FRANKENSTEINING THE PERFECT DRACULA

We have all faced this dilemma:

-Dracula is cool -There is no Dracula movie that does not contain many things that are boring or stupid.

Yet: -A lot of Dracula movies have good parts. -The Dracula story is familiar

Therefore: -It’s probably possible to make a perfect Dracula movie by editing together clips from all the Dracula movies - - So what would we use?

Right off, we want to use a lot of Francis Ford Coppola’s Dracula, sure. But every single man in that movie except Gary Oldman does a really bad job.

So, obviously we want Peter Cushing from the Hammer movies as Van Helsing as much as we can get.
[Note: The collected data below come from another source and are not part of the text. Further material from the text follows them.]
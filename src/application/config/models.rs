use crate::common::constants::{
    DEFAULT_DAYS_SLOT, DEFAULT_EXPIRED_MESSAGE, DEFAULT_HOURS_SLOT, DEFAULT_MESSAGE_SLOT,
    DEFAULT_MINUTES_SLOT, DEFAULT_SECONDS_SLOT, DEFAULT_TARGET_OFFSET_DAYS,
    DEFAULT_TICK_INTERVAL_MS, MILLIS_PER_SECOND, SECONDS_PER_DAY,
};
use serde::{Deserialize, Serialize};
use std::time::Duration;

/// Main configuration structure
#[derive(Debug, Clone, Deserialize, Serialize)]
pub struct Config {
    /// Milliseconds between ticks
    #[serde(default = "default_tick_interval")]
    pub tick_interval_ms: u64,

    /// Days from startup until the target moment
    #[serde(default = "default_target_offset_days")]
    pub target_offset_days: u64,

    /// Extra seconds added to the day offset
    #[serde(default)]
    pub target_offset_secs: u64,

    /// Absolute target in milliseconds since the Unix epoch (overrides offsets)
    #[serde(default)]
    pub target_epoch_ms: Option<i64>,

    /// Text written to the message slot on expiry
    #[serde(default = "default_expired_message")]
    pub expired_message: String,

    /// Where the countdown is rendered
    #[serde(default)]
    pub display: DisplayMode,

    /// HTML template for page mode (built-in page when absent)
    #[serde(default)]
    pub page_template: Option<String>,

    /// File the page is written to on every tick
    #[serde(default)]
    pub page_output: Option<String>,

    /// Display slot identifiers
    #[serde(default)]
    pub slots: SlotConfig,
}

fn default_tick_interval() -> u64 {
    DEFAULT_TICK_INTERVAL_MS
}

fn default_target_offset_days() -> u64 {
    DEFAULT_TARGET_OFFSET_DAYS
}

fn default_expired_message() -> String {
    DEFAULT_EXPIRED_MESSAGE.to_string()
}

#[derive(Debug, Clone, Copy, PartialEq, Eq, Default, Deserialize, Serialize)]
#[serde(rename_all = "lowercase")]
pub enum DisplayMode {
    #[default]
    Terminal,
    Page,
}

/// Identifiers of the display slots
#[derive(Debug, Clone, PartialEq, Eq, Deserialize, Serialize)]
pub struct SlotConfig {
    #[serde(default = "default_days_slot")]
    pub days: String,

    #[serde(default = "default_hours_slot")]
    pub hours: String,

    #[serde(default = "default_minutes_slot")]
    pub minutes: String,

    #[serde(default = "default_seconds_slot")]
    pub seconds: String,

    /// Slot that receives the expiry message
    #[serde(default = "default_message_slot")]
    pub message: String,
}

fn default_days_slot() -> String {
    DEFAULT_DAYS_SLOT.to_string()
}

fn default_hours_slot() -> String {
    DEFAULT_HOURS_SLOT.to_string()
}

fn default_minutes_slot() -> String {
    DEFAULT_MINUTES_SLOT.to_string()
}

fn default_seconds_slot() -> String {
    DEFAULT_SECONDS_SLOT.to_string()
}

fn default_message_slot() -> String {
    DEFAULT_MESSAGE_SLOT.to_string()
}

impl SlotConfig {
    /// Numeric slots in days, hours, minutes, seconds order
    pub fn numeric(&self) -> [&str; 4] {
        [
            self.days.as_str(),
            self.hours.as_str(),
            self.minutes.as_str(),
            self.seconds.as_str(),
        ]
    }

    pub fn all(&self) -> [&str; 5] {
        let [days, hours, minutes, seconds] = self.numeric();
        [days, hours, minutes, seconds, self.message.as_str()]
    }
}

impl Config {
    pub fn tick_interval(&self) -> Duration {
        Duration::from_millis(self.tick_interval_ms)
    }

    /// Offset from startup to target, or `None` if it does not fit in i64 millis.
    pub fn target_offset_millis(&self) -> Option<i64> {
        let secs = self
            .target_offset_days
            .checked_mul(SECONDS_PER_DAY)?
            .checked_add(self.target_offset_secs)?;
        i64::try_from(secs).ok()?.checked_mul(MILLIS_PER_SECOND)
    }

    /// Target moment for a countdown started at `now_millis`.
    pub fn resolve_target(&self, now_millis: i64) -> i64 {
        match self.target_epoch_ms {
            Some(target) => target,
            None => now_millis.saturating_add(self.target_offset_millis().unwrap_or(i64::MAX)),
        }
    }
}

impl Default for Config {
    fn default() -> Self {
        Self {
            tick_interval_ms: default_tick_interval(),
            target_offset_days: default_target_offset_days(),
            target_offset_secs: 0,
            target_epoch_ms: None,
            expired_message: default_expired_message(),
            display: DisplayMode::default(),
            page_template: None,
            page_output: None,
            slots: SlotConfig::default(),
        }
    }
}

impl Default for SlotConfig {
    fn default() -> Self {
        Self {
            days: default_days_slot(),
            hours: default_hours_slot(),
            minutes: default_minutes_slot(),
            seconds: default_seconds_slot(),
            message: default_message_slot(),
        }
    }
}

#[cfg(test)]
mod tests {
    use super::*;

    #[test]
    fn test_default_target_is_six_days_out() {
        let config = Config::default();
        assert_eq!(config.target_offset_millis(), Some(6 * 86_400_000));
        assert_eq!(config.resolve_target(1_000), 1_000 + 518_400_000);
    }

    #[test]
    fn test_absolute_target_wins() {
        let config = Config {
            target_epoch_ms: Some(42),
            target_offset_secs: 90,
            ..Config::default()
        };
        assert_eq!(config.resolve_target(1_000_000), 42);
    }

    #[test]
    fn test_offset_overflow() {
        let config = Config {
            target_offset_days: u64::MAX,
            ..Config::default()
        };
        assert_eq!(config.target_offset_millis(), None);
        assert_eq!(config.resolve_target(0), i64::MAX);
    }

    #[test]
    fn test_slot_order() {
        let slots = SlotConfig::default();
        assert_eq!(slots.numeric(), ["hari", "jam", "menit", "detik"]);
        assert_eq!(slots.all()[4], "demo");
    }
}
Once Dracula gets to England, we’re gonna want some Christopher Lee, Bela Lugosi, and maybe some Frank Langella Draculas. We definitely need as many of Miriam Giovanelli’s scenes from Dario Argento’s Dracula as we can get.

Also I think we could jam some of Castlevania and the recent gay british Dracula in there and I hear good things about the 1931 Spanish version of Dracula that was shot on the same sets and at the same time as the Lugosi one, but I haven’t seen it all the way through.

Can we fit Herzog's Nosferatu in here? It is already a perfect movie but how much of it can be repurposed as Dracula?

So here are the minimum scenes you’d need for a perfect Dracula. If you got ideas for which Dracula does which scene best, let me know:

1. Jonathan Harker, English real estate rube, goes to Transylvania to try to close a deal and meets Transylvanian villagers who warn him about Dracula

2. Harker approaches castle Dracula.

3. Dracula invites him in.

4. Dracula is creepy to Harker in his castle in a number of scenes.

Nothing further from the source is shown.